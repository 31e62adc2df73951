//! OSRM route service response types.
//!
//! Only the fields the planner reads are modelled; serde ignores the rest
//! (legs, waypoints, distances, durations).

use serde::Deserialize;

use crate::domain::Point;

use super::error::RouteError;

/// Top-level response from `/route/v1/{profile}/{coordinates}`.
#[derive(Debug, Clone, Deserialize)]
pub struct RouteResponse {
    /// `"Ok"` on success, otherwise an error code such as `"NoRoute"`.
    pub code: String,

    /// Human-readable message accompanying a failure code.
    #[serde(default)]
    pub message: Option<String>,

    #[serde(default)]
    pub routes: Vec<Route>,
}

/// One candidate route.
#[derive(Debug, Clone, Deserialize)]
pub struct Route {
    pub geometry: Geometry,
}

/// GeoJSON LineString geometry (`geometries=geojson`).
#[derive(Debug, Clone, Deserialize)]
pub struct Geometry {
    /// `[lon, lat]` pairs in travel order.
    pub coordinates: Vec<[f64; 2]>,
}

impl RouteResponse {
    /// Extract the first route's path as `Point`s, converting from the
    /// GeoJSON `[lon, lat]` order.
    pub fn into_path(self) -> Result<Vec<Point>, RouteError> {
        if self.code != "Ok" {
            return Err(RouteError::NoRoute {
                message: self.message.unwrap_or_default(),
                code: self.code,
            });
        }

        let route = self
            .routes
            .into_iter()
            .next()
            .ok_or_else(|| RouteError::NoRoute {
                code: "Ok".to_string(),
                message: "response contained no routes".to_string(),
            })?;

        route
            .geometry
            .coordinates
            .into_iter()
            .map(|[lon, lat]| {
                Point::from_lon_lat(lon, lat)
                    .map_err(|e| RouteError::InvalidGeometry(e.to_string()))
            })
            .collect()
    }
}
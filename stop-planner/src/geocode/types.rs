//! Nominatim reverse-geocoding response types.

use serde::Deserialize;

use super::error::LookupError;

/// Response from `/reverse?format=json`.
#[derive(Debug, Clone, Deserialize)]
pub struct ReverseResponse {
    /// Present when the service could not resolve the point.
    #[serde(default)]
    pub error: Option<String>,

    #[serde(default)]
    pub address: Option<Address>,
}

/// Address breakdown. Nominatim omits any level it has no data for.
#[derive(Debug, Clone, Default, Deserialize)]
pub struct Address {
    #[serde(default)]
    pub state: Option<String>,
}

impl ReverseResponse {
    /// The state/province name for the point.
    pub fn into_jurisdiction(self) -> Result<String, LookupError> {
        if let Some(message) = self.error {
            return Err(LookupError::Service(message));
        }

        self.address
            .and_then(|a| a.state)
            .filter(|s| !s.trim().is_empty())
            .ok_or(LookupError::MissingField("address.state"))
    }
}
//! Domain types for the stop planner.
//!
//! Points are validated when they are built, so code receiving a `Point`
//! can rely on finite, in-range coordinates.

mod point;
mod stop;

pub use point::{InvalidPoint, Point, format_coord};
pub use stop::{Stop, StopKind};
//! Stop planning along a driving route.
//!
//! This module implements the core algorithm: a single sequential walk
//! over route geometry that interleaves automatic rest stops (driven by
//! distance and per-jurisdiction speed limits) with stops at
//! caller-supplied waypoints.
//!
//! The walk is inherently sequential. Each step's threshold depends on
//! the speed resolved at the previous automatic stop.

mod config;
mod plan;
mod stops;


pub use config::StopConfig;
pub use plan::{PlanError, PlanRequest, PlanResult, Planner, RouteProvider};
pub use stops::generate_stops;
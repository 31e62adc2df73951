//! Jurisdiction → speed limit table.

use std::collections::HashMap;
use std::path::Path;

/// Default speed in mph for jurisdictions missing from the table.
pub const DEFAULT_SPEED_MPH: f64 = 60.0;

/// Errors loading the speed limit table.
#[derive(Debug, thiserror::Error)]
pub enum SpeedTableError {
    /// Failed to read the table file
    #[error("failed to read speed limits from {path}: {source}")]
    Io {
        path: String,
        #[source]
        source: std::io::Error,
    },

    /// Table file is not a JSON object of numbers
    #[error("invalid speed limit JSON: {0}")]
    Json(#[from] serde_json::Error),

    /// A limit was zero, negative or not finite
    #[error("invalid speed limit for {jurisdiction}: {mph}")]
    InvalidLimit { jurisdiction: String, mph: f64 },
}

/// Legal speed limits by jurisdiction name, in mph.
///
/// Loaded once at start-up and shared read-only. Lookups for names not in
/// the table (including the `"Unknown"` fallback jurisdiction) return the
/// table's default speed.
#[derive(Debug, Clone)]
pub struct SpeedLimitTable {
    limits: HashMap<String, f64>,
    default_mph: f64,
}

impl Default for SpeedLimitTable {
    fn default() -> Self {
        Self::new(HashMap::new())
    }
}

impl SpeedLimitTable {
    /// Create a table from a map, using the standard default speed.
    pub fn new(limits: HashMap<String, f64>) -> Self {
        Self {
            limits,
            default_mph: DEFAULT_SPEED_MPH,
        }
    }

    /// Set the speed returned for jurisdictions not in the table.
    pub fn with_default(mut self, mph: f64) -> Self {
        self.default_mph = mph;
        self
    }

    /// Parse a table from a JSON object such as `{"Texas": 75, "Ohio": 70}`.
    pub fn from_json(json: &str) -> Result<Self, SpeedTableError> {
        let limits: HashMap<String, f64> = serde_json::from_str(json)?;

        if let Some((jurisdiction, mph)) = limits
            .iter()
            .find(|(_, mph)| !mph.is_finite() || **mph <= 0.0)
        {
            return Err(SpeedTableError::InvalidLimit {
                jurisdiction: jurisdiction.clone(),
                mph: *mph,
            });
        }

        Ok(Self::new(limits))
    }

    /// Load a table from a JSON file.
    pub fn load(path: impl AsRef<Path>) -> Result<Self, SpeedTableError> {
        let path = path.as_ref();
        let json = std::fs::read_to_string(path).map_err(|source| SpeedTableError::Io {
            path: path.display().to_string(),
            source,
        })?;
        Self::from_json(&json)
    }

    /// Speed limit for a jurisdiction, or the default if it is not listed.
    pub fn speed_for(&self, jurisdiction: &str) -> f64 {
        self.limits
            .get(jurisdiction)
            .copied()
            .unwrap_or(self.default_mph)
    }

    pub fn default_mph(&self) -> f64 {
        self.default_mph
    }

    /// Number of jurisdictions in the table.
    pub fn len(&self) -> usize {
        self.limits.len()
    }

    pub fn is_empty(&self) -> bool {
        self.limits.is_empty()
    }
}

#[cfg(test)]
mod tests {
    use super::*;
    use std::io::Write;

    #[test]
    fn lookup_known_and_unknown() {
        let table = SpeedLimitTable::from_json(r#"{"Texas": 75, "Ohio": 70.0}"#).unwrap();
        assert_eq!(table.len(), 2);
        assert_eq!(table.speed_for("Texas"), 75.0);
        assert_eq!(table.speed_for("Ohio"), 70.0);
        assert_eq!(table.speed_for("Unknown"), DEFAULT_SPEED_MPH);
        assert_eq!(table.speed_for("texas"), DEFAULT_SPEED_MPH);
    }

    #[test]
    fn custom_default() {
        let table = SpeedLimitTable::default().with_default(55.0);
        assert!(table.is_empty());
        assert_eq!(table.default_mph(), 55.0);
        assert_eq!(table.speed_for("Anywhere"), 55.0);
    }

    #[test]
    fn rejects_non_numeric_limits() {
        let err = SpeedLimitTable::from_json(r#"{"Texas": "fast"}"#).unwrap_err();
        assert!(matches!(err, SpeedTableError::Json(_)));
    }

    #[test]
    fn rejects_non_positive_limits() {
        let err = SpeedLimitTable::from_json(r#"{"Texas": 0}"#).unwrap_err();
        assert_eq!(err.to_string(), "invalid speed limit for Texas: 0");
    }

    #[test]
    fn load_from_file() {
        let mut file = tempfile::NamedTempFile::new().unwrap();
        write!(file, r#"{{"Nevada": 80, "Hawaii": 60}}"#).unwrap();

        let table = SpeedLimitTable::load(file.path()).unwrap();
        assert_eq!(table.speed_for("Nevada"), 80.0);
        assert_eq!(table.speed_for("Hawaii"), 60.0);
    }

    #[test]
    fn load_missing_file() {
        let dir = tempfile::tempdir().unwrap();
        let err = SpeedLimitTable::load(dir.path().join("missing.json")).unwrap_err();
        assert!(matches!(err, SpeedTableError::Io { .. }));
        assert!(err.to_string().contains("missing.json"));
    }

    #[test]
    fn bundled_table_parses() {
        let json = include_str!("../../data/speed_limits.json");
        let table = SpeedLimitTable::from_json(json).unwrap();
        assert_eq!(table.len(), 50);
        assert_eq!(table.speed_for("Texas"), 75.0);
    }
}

——

EXERCISE DETAILS:
Above are the records; repeat exactly the lines from the one holding "finite, in-range coordinates." down to the one holding "or not finite", end lines included.

THE COMPLETED TASK:
//! can rely on finite, in-range coordinates.

mod point;
mod stop;

pub use point::{InvalidPoint, Point, format_coord};
pub use stop::{Stop, StopKind};
//! Stop planning along a driving route.
//!
//! This module implements the core algorithm: a single sequential walk
//! over route geometry that interleaves automatic rest stops (driven by
//! distance and per-jurisdiction speed limits) with stops at
//! caller-supplied waypoints.
//!
//! The walk is inherently sequential. Each step's threshold depends on
//! the speed resolved at the previous automatic stop.

mod config;
mod plan;
mod stops;


pub use config::StopConfig;
pub use plan::{PlanError, PlanRequest, PlanResult, Planner, RouteProvider};
pub use stops::generate_stops;
repository 31e62adc2df73951
//! Jurisdiction → speed limit table.

use std::collections::HashMap;
use std::path::Path;

/// Default speed in mph for jurisdictions missing from the table.
pub const DEFAULT_SPEED_MPH: f64 = 60.0;

/// Errors loading the speed limit table.
#[derive(Debug, thiserror::Error)]
pub enum SpeedTableError {
    /// Failed to read the table file
    #[error("failed to read speed limits from {path}: {source}")]
    Io {
        path: String,
        #[source]
        source: std::io::Error,
    },

    /// Table file is not a JSON object of numbers
    #[error("invalid speed limit JSON: {0}")]
    Json(#[from] serde_json::Error),

    /// A limit was zero, negative or not finite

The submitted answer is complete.